From the entries, copy out every line in which the word "while" is found.

***** The data

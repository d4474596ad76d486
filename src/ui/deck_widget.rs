//! The card deck widget: full-height recommendation cards stacked
//! vertically, scrolled by a fractional row offset.
//!
//! Layout is shared with the host through [`CardLayout`]: the same code that
//! renders a card also measures it, so the heights reported to the scroll
//! controller always match what ends up on screen.  All card text is built
//! as per-line `(text, style)` pairs rather than span trees — a swiped card
//! is drawn shifted and cropped by whole columns, which is cheap on strings
//! and fiddly on spans.

use chrono::NaiveDateTime;
use ratatui::{
    buffer::Buffer,
    layout::Rect,
    style::Style,
    widgets::{Block, Widget},
};

use crate::core::ledger::HeightLedger;
use crate::core::rec::Recommendation;
use crate::ui::theme::Theme;

// ───────────────────────────────────────── deck rows ─────────

/// One deck entry: a recommendation plus its presentation state.
#[derive(Debug, Clone)]
pub struct DeckRow {
    pub rec: Recommendation,
    pub expanded: bool,
    pub saved: bool,
}

impl DeckRow {
    pub fn new(rec: Recommendation) -> Self {
        Self {
            rec,
            expanded: false,
            saved: false,
        }
    }
}

// ───────────────────────────────────────── card layout ───────

/// One line of card body text.  Single style per line.
#[derive(Debug, Clone)]
pub struct CardLine {
    pub text: String,
    pub style: Style,
}

impl CardLine {
    fn new(text: impl Into<String>, style: Style) -> Self {
        Self {
            text: text.into(),
            style,
        }
    }

    fn blank() -> Self {
        Self::new("", Style::default())
    }
}

/// Shared card geometry for one frame: the measurer and the renderer both
/// derive everything from this, so reported heights match drawn heights.
#[derive(Debug, Clone, Copy)]
pub struct CardLayout {
    pub width: u16,
    pub viewport_rows: usize,
    pub now: NaiveDateTime,
    pub show_hints: bool,
}

impl CardLayout {
    /// Layout for the deck's inner (border-free) area.
    pub fn for_area(inner: Rect, now: NaiveDateTime, show_hints: bool) -> Self {
        Self {
            width: inner.width,
            viewport_rows: inner.height as usize,
            now,
            show_hints,
        }
    }

    /// Card height in rows, borders included.  Collapsed cards always fill
    /// the viewport exactly; expanded cards grow with their content but
    /// never shrink below it.
    pub fn height(&self, rec: &Recommendation, expanded: bool) -> f64 {
        (self.body(rec, expanded).len() + 2) as f64
    }

    /// The card's body lines (everything between the two border rows).
    pub fn body(&self, rec: &Recommendation, expanded: bool) -> Vec<CardLine> {
        if expanded {
            self.expanded_body(rec)
        } else {
            self.collapsed_body(rec)
        }
    }

    fn text_width(&self) -> usize {
        // "│ " + text + " │"
        self.width.saturating_sub(4) as usize
    }

    fn collapsed_body(&self, rec: &Recommendation) -> Vec<CardLine> {
        let tw = self.text_width();
        let body_h = self.viewport_rows.saturating_sub(2).max(1);

        let mut head = vec![
            CardLine::new(truncate(&rec.event, tw), Theme::event_style()),
            CardLine::new(truncate(&rec.place, tw), Theme::place_style()),
            self.schedule_line(rec, tw),
        ];
        let mut tail = Vec::new();
        if !rec.labels.is_empty() {
            tail.push(CardLine::new(
                truncate(&rec.label_line(), tw),
                Theme::label_style(),
            ));
        }
        if self.show_hints && body_h >= 8 {
            tail.push(CardLine::new("enter expands · x dismisses", Theme::hint_style()));
        }

        // Tiny viewport: keep whatever fits, headline first.
        if body_h < head.len() + tail.len() + 2 {
            head.truncate(body_h);
            pad_to(&mut head, body_h);
            return head;
        }

        let mid_h = body_h - head.len() - tail.len() - 1;
        let mut mid = wrap(&rec.blurb, tw);
        if mid.len() > mid_h {
            mid.truncate(mid_h);
            if let Some(last) = mid.last_mut() {
                ellipsize(last, tw);
            }
        }

        let mut lines = head;
        lines.push(CardLine::blank());
        lines.extend(
            mid.into_iter()
                .map(|l| CardLine::new(l, Theme::blurb_style())),
        );
        pad_to(&mut lines, body_h - tail.len());
        lines.extend(tail);
        lines
    }

    fn expanded_body(&self, rec: &Recommendation) -> Vec<CardLine> {
        let tw = self.text_width();
        let mut lines = vec![
            CardLine::new(truncate(&rec.event, tw), Theme::event_style()),
            CardLine::new(truncate(&rec.place, tw), Theme::place_style()),
            self.schedule_line(rec, tw),
            CardLine::blank(),
        ];
        lines.extend(
            wrap(&rec.blurb, tw)
                .into_iter()
                .map(|l| CardLine::new(l, Theme::blurb_style())),
        );
        lines.push(CardLine::blank());
        lines.push(CardLine::new(truncate(&rec.address, tw), Theme::detail_style()));
        lines.push(CardLine::new(truncate(&rec.hours, tw), Theme::detail_style()));
        if !rec.labels.is_empty() {
            lines.push(CardLine::blank());
            lines.push(CardLine::new(
                truncate(&rec.label_line(), tw),
                Theme::label_style(),
            ));
        }
        if self.show_hints {
            lines.push(CardLine::new("enter collapses", Theme::hint_style()));
        }
        pad_to(&mut lines, self.viewport_rows.saturating_sub(2));
        lines
    }

    fn schedule_line(&self, rec: &Recommendation, tw: usize) -> CardLine {
        if rec.is_happening(self.now) {
            CardLine::new(
                truncate(&format!("{} · happening now", rec.schedule(self.now)), tw),
                Theme::happening_style(),
            )
        } else {
            CardLine::new(truncate(&rec.schedule(self.now), tw), Theme::schedule_style())
        }
    }
}

// ───────────────────────────────────────── text helpers ──────

/// Greedy word wrap; words longer than `width` are hard-split.
fn wrap(text: &str, width: usize) -> Vec<String> {
    let mut out = Vec::new();
    if width == 0 {
        return out;
    }
    let mut line = String::new();
    let mut used = 0usize;
    for word in text.split_whitespace() {
        let mut word = word;
        loop {
            let wlen = word.chars().count();
            if used == 0 && wlen >= width {
                let cut = word
                    .char_indices()
                    .nth(width)
                    .map_or(word.len(), |(i, _)| i);
                out.push(word[..cut].to_string());
                word = &word[cut..];
                if word.is_empty() {
                    break;
                }
                continue;
            }
            let sep = usize::from(used != 0);
            if used + sep + wlen <= width {
                if sep == 1 {
                    line.push(' ');
                }
                line.push_str(word);
                used += sep + wlen;
                break;
            }
            out.push(std::mem::take(&mut line));
            used = 0;
        }
    }
    if !line.is_empty() {
        out.push(line);
    }
    out
}

/// Truncate to `width` chars, marking any cut with an ellipsis.
fn truncate(text: &str, width: usize) -> String {
    if text.chars().count() <= width {
        return text.to_string();
    }
    let mut s: String = text.chars().take(width).collect();
    ellipsize(&mut s, width);
    s
}

/// Make room for a trailing `…` within `width` chars.
fn ellipsize(line: &mut String, width: usize) {
    while line.chars().count() >= width.max(1) {
        line.pop();
    }
    line.push('…');
}

fn pad_to(lines: &mut Vec<CardLine>, len: usize) {
    while lines.len() < len {
        lines.push(CardLine::blank());
    }
}

// ───────────────────────────────────────── widget ────────────

/// Horizontal displacement of a card under (or released from) a swipe.
#[derive(Debug, Clone, Copy)]
pub struct SwipeVisual {
    pub row: usize,
    /// Columns right of rest; negative values move left.
    pub dx: f64,
    /// True while the pointer still holds the card (drawn dimmed).
    pub held: bool,
}

/// The deck closing over a dismissed card: rows below `row` draw `shift`
/// rows higher than their content offset says.
#[derive(Debug, Clone, Copy)]
pub struct SettleVisual {
    pub row: usize,
    pub shift: f64,
}

/// The deck itself.  Borrows everything; build one per frame.
pub struct DeckWidget<'a> {
    rows: &'a [DeckRow],
    ledger: &'a HeightLedger,
    now: NaiveDateTime,
    show_hints: bool,
    current: usize,
    view_offset: f64,
    swipe: Option<SwipeVisual>,
    settle: Option<SettleVisual>,
    block: Option<Block<'a>>,
}

impl<'a> DeckWidget<'a> {
    pub fn new(rows: &'a [DeckRow], ledger: &'a HeightLedger, now: NaiveDateTime) -> Self {
        Self {
            rows,
            ledger,
            now,
            show_hints: true,
            current: 0,
            view_offset: 0.0,
            swipe: None,
            settle: None,
            block: None,
        }
    }

    pub fn show_hints(mut self, on: bool) -> Self {
        self.show_hints = on;
        self
    }

    pub fn current(mut self, index: usize) -> Self {
        self.current = index;
        self
    }

    pub fn view_offset(mut self, offset: f64) -> Self {
        self.view_offset = offset;
        self
    }

    pub fn swipe(mut self, visual: Option<SwipeVisual>) -> Self {
        self.swipe = visual;
        self
    }

    pub fn settle(mut self, visual: Option<SettleVisual>) -> Self {
        self.settle = visual;
        self
    }

    pub fn block(mut self, block: Block<'a>) -> Self {
        self.block = block.into();
        self
    }

    fn draw_card(
        &self,
        buf: &mut Buffer,
        inner: Rect,
        layout: &CardLayout,
        index: usize,
        row: &DeckRow,
        y: i64,
        height: i64,
    ) {
        let (dx, held) = match self.swipe {
            Some(s) if s.row == index => (s.dx.round() as i64, s.held),
            _ => (0, false),
        };
        if dx.unsigned_abs() >= u64::from(inner.width) {
            return;
        }

        let mut border = if index == self.current {
            Theme::card_border_current_style()
        } else {
            Theme::card_border_style()
        };
        if held {
            border = Theme::swiping(border);
        }

        let w = inner.width as usize;
        let tw = layout.text_width();
        let body = layout.body(&row.rec, row.expanded);

        for r in 0..height {
            let sy = y + r;
            if sy < 0 || sy >= i64::from(inner.height) {
                continue;
            }
            let sy = inner.y + sy as u16;

            let segments: Vec<(String, Style)> = if r == 0 {
                top_border(w, row.saved, border)
            } else if r == height - 1 {
                vec![(format!("╰{}╯", "─".repeat(w.saturating_sub(2))), border)]
            } else {
                let line = body
                    .get(r as usize - 1)
                    .cloned()
                    .unwrap_or_else(CardLine::blank);
                let style = if held { Theme::swiping(line.style) } else { line.style };
                vec![
                    ("│ ".to_string(), border),
                    (format!("{:<tw$}", line.text), style),
                    (" │".to_string(), border),
                ]
            };
            draw_segments(buf, inner.x, sy, inner.width, dx, &segments);
        }
    }
}

/// `╭─ ♥ ──…──╮` when saved, a plain run of dashes otherwise.
fn top_border(w: usize, saved: bool, border: Style) -> Vec<(String, Style)> {
    if saved && w >= 8 {
        vec![
            ("╭─".to_string(), border),
            (" ♥ ".to_string(), Theme::saved_style()),
            (format!("{}╮", "─".repeat(w.saturating_sub(6))), border),
        ]
    } else {
        vec![(format!("╭{}╮", "─".repeat(w.saturating_sub(2))), border)]
    }
}

/// Draw a row of styled segments shifted by `dx` columns: positive values
/// move right (clipped at the area edge), negative crop from the left.
fn draw_segments(buf: &mut Buffer, x: u16, y: u16, width: u16, dx: i64, segments: &[(String, Style)]) {
    let mut skip = if dx < 0 { (-dx) as usize } else { 0 };
    let mut cur_x = x + if dx > 0 { dx as u16 } else { 0 };
    let end_x = x + width;
    for (text, style) in segments {
        if cur_x >= end_x {
            break;
        }
        let chars = text.chars().count();
        if skip >= chars {
            skip -= chars;
            continue;
        }
        let visible: String = text
            .chars()
            .skip(skip)
            .take((end_x - cur_x) as usize)
            .collect();
        skip = 0;
        let shown = visible.chars().count() as u16;
        buf.set_string(cur_x, y, &visible, *style);
        cur_x += shown;
    }
}

impl Widget for DeckWidget<'_> {
    fn render(mut self, area: Rect, buf: &mut Buffer) {
        let inner = match self.block.take() {
            Some(block) => {
                let inner = block.inner(area);
                block.render(area, buf);
                inner
            }
            None => area,
        };
        if inner.width < 8 || inner.height == 0 {
            return;
        }
        let layout = CardLayout::for_area(inner, self.now, self.show_hints);

        if self.rows.is_empty() || self.ledger.active_rows() == 0 {
            let msg = "No recommendations available.";
            let y = inner.y + inner.height / 2;
            let x = inner.x + inner.width.saturating_sub(msg.len() as u16) / 2;
            buf.set_string(x, y, msg, Theme::empty_deck_style());
            if inner.height >= 3 {
                let hint = "r looks for more";
                let x = inner.x + inner.width.saturating_sub(hint.len() as u16) / 2;
                buf.set_string(x, y + 1, hint, Theme::hint_style());
            }
            return;
        }

        let scroll = self.view_offset.round() as i64;
        let settle_shift = self
            .settle
            .map(|s| s.shift.round() as i64)
            .unwrap_or(0);

        let mut content_top = 0i64;
        for (i, row) in self.rows.iter().enumerate() {
            if self.ledger.is_removed(i) {
                continue;
            }
            let h = layout.height(&row.rec, row.expanded) as i64;
            let mut y = content_top - scroll;
            content_top += h;

            if let Some(settle) = self.settle {
                if i == settle.row {
                    // The settling card already slid off-screen; its slot
                    // shrinks via the shift applied to everything below.
                    continue;
                }
                if i > settle.row {
                    y -= settle_shift;
                }
            }
            if y >= i64::from(inner.height) || y + h <= 0 {
                continue;
            }
            self.draw_card(buf, inner, &layout, i, row, y, h);
        }
    }
}

// ───────────────────────────────────────── tests ─────────────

**********

### [Output of the task]
    while line.chars().count() >= width.max(1) {
    while lines.len() < len {
    /// True while the pointer still holds the card (drawn dimmed).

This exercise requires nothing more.